Plastic pollution has increased in the past few decades. No doubt, plastic has a number of valuable uses- we have become addicted to single-use or disposable plastic. Every year, we produce about 300 million tonnes of plastic waste and half of all plastic produced is designed to be used only once — and then thrown away, meaning it ends up in landfills or the ocean.
To overcome this problem, the scientists at the Lawrence Berkeley National Laboratory in California, US, have developed a new kind of plastic that can be re-manufactured back into the same type of plastic in a more sustainable way. And that too without losing any quality or performance.
A lot of additives are used while manufacturing the plastic- like chemicals to make it fire-resistant, stronger and add colors to it. These chemicals are very difficult to separate from pure plastic. It becomes challenging to recycle plastic and makes the process more costly.

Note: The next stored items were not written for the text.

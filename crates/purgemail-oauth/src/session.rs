//! Authenticated session bound to a credential.

use std::sync::Arc;

use tokio::sync::Mutex;
use tracing::{debug, info, warn};

use crate::error::Result;
use crate::flow::{AuthorizationCodeFlow, TokenEndpoint};
use crate::store::TokenStore;
use crate::token::Token;

/// Shared handle to a credential store.
pub type SharedTokenStore = Arc<dyn TokenStore + Send + Sync>;

/// Hands out access tokens for API calls, refreshing them when they expire.
///
/// A refreshed credential replaces the old one in memory and, when a store
/// is attached, on disk.
pub struct AuthenticatedSession<E = AuthorizationCodeFlow> {
    endpoint: E,
    token: Mutex<Token>,
    store: Option<SharedTokenStore>,
}

impl<E: TokenEndpoint> AuthenticatedSession<E> {
    /// Creates a session from a usable credential.
    #[must_use]
    pub fn new(endpoint: E, token: Token) -> Self {
        Self {
            endpoint,
            token: Mutex::new(token),
            store: None,
        }
    }

    /// Persists refreshed credentials to `store`.
    #[must_use]
    pub fn with_store(mut self, store: SharedTokenStore) -> Self {
        self.store = Some(store);
        self
    }

    /// Returns the `Authorization` header value for the next request.
    ///
    /// # Errors
    ///
    /// Returns an error if the access token expired and could not be refreshed.
    pub async fn authorization_header(&self) -> Result<String> {
        let mut token = self.token.lock().await;

        if !token.is_valid() {
            debug!("Access token expired, refreshing");
            let refreshed = self.endpoint.refresh(&token).await?;
            info!("Refreshed access token");

            if let Some(store) = &self.store
                && let Err(e) = store.save(&refreshed)
            {
                warn!("Failed to persist refreshed credential: {e}");
            }
            *token = refreshed;
        }

        Ok(token.authorization_header())
    }

    /// Returns a copy of the current credential.
    pub async fn token(&self) -> Token {
        self.token.lock().await.clone()
    }

    /// Returns the token endpoint.
    pub const fn endpoint(&self) -> &E {
        &self.endpoint
    }
}

impl<E> std::fmt::Debug for AuthenticatedSession<E> {
    fn fmt(&self, f: &mut std::fmt::Formatter<'_>) -> std::fmt::Result {
        f.debug_struct("AuthenticatedSession")
            .field("has_store", &self.store.is_some())
            .finish_non_exhaustive()
    }
}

Whereas, the plastic material that the researcher team designed called poly (diketoenamine) or PDK, can be easily disassembled into its constituent parts at the molecular level, and then reassembled into a different shape, texture, and color again and again.

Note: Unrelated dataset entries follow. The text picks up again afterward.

//! Purge services.
//!
//! This module holds the pieces of a purge run, leaf first: the batcher,
//! the paginated lister, the bulk deleter and the confirmation-gated
//! pipeline that strings them together. All remote work goes through the
//! [`MailApi`] trait.

pub mod batch;
pub mod delete;
pub mod list;
pub mod purge;

use std::fmt;

use serde::{Deserialize, Serialize};

use crate::error::ApiError;

pub use batch::{MAX_BATCH_DELETE, chunk};
pub use delete::delete_all;
pub use list::{DEFAULT_PAGE_SIZE, list_all};
pub use purge::{AbortStage, Confirm, PurgeOptions, PurgeOutcome, purge};

/// Opaque identifier of one message in the user's mailbox.
#[derive(Debug, Clone, PartialEq, Eq, Hash, Serialize, Deserialize)]
#[serde(transparent)]
pub struct MessageId(pub String);

impl MessageId {
    /// Creates a message ID.
    #[must_use]
    pub fn new(id: impl Into<String>) -> Self {
        Self(id.into())
    }

    /// Returns the ID as a string slice.
    #[must_use]
    pub fn as_str(&self) -> &str {
        &self.0
    }
}

impl fmt::Display for MessageId {
    fn fmt(&self, f: &mut fmt::Formatter<'_>) -> fmt::Result {
        f.write_str(&self.0)
    }
}

/// One page of a message listing.
#[derive(Debug, Clone, Default, PartialEq, Eq)]
pub struct MessagePage {
    /// Messages on this page.
    pub ids: Vec<MessageId>,
    /// Cursor for the next page; `None` or empty when this is the last one.
    pub next_page_token: Option<String>,
}

/// The two remote operations a purge needs.
#[allow(async_fn_in_trait)]
pub trait MailApi {
    /// Lists one page of messages matching `query`.
    ///
    /// # Errors
    ///
    /// Returns an error if the call fails.
    async fn list_messages(
        &self,
        query: &str,
        max_results: u32,
        page_token: Option<&str>,
    ) -> Result<MessagePage, ApiError>;

    /// Permanently deletes `ids` from the mailbox of `user_id`.
    ///
    /// # Errors
    ///
    /// Returns an error if the call fails. No per-message outcome is
    /// reported.
    async fn batch_delete(&self, user_id: &str, ids: &[MessageId]) -> Result<(), ApiError>;
}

While making the plastic, the molecules called monomers are tightly bound together into polymers and mixed with other chemical additives- those bonds are hard to break. But the monomers in PDK plastic are designed to come apart more easily, which enabled them to later be rebuilt into something new.
“With PDKs, the immutable bonds of conventional plastics are replaced with reversible bonds that allow the plastic to be recycled more effectively,” says Brett Helms, lead researcher on the study.
Researchers simply dunked the material in a highly acidic solution. The acid helps to break the bonds between the monomers and separate them from the chemical additives that give plastic its look and feel. This recovered monomer is then reused in new recyclable plastic products. Also, the colors and other properties of the old products didn’t affect the new ones.
They say this “circular” material whose original monomers can also be “upcycled” to make a new, higher quality product.
The researchers believe that their new recyclable plastic could be a good alternative to many nonrecyclable plastics in use today.
“We’re at a critical point where we need to think about the infrastructure needed to modernize recycling facilities for future waste sorting and processing,” said Helms. “If these facilities were designed to recycle or upcycle PDK and related plastics, then we would be able to more effectively divert plastic from landfills and the oceans. This is an exciting time to start thinking about how to design both materials and recycling facilities to enable circular plastics.”
Now, the team is planning to develop PDK plastics with a wide range of thermal and mechanical properties for applications as diverse as textiles, 3D printing, and foams. Additionally, they are looking to expand the formulations by incorporating plant-based materials and other sustainable sources.
The research about recyclable plastic was reported in the journal Nature Chemistry.